(What to produce): Please copy every line below that contains the string "with".

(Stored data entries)
((

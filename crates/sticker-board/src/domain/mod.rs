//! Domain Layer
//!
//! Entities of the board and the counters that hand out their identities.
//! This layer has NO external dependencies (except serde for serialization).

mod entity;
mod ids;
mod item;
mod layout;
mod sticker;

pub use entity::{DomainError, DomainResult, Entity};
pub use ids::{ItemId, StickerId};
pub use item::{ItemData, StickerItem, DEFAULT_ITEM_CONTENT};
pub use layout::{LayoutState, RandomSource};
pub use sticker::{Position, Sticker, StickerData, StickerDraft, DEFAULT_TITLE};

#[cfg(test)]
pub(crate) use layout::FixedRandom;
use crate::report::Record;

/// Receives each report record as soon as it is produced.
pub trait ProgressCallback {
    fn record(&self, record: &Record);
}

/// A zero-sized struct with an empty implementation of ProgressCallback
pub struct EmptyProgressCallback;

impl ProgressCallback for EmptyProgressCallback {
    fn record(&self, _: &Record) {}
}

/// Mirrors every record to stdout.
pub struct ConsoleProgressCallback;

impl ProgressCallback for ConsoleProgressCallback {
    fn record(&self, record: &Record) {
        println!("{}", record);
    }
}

))
((

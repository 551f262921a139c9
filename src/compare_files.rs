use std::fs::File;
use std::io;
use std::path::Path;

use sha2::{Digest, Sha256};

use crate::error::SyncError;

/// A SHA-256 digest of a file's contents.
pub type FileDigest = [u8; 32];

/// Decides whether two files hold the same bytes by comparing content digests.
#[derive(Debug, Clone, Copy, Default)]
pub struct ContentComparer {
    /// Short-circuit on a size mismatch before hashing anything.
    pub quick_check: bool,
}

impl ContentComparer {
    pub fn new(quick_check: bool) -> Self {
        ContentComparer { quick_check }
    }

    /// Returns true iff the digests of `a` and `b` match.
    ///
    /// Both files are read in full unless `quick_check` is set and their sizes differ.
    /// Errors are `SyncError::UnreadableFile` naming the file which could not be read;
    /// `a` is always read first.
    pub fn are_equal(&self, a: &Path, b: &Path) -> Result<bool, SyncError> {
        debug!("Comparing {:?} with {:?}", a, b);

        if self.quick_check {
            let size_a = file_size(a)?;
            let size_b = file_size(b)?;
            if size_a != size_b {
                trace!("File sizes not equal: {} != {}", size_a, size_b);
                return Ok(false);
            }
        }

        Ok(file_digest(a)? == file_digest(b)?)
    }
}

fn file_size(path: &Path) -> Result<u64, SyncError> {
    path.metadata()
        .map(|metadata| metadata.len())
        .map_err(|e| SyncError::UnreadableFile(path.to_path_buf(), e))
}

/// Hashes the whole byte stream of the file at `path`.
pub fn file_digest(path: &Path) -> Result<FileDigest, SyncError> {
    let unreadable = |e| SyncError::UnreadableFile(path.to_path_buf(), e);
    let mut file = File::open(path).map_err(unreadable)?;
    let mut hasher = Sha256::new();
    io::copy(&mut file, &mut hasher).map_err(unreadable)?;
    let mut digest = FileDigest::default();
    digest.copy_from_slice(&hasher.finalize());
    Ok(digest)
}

))

(Answer to this exercise):
/// A zero-sized struct with an empty implementation of ProgressCallback
        debug!("Comparing {:?} with {:?}", a, b);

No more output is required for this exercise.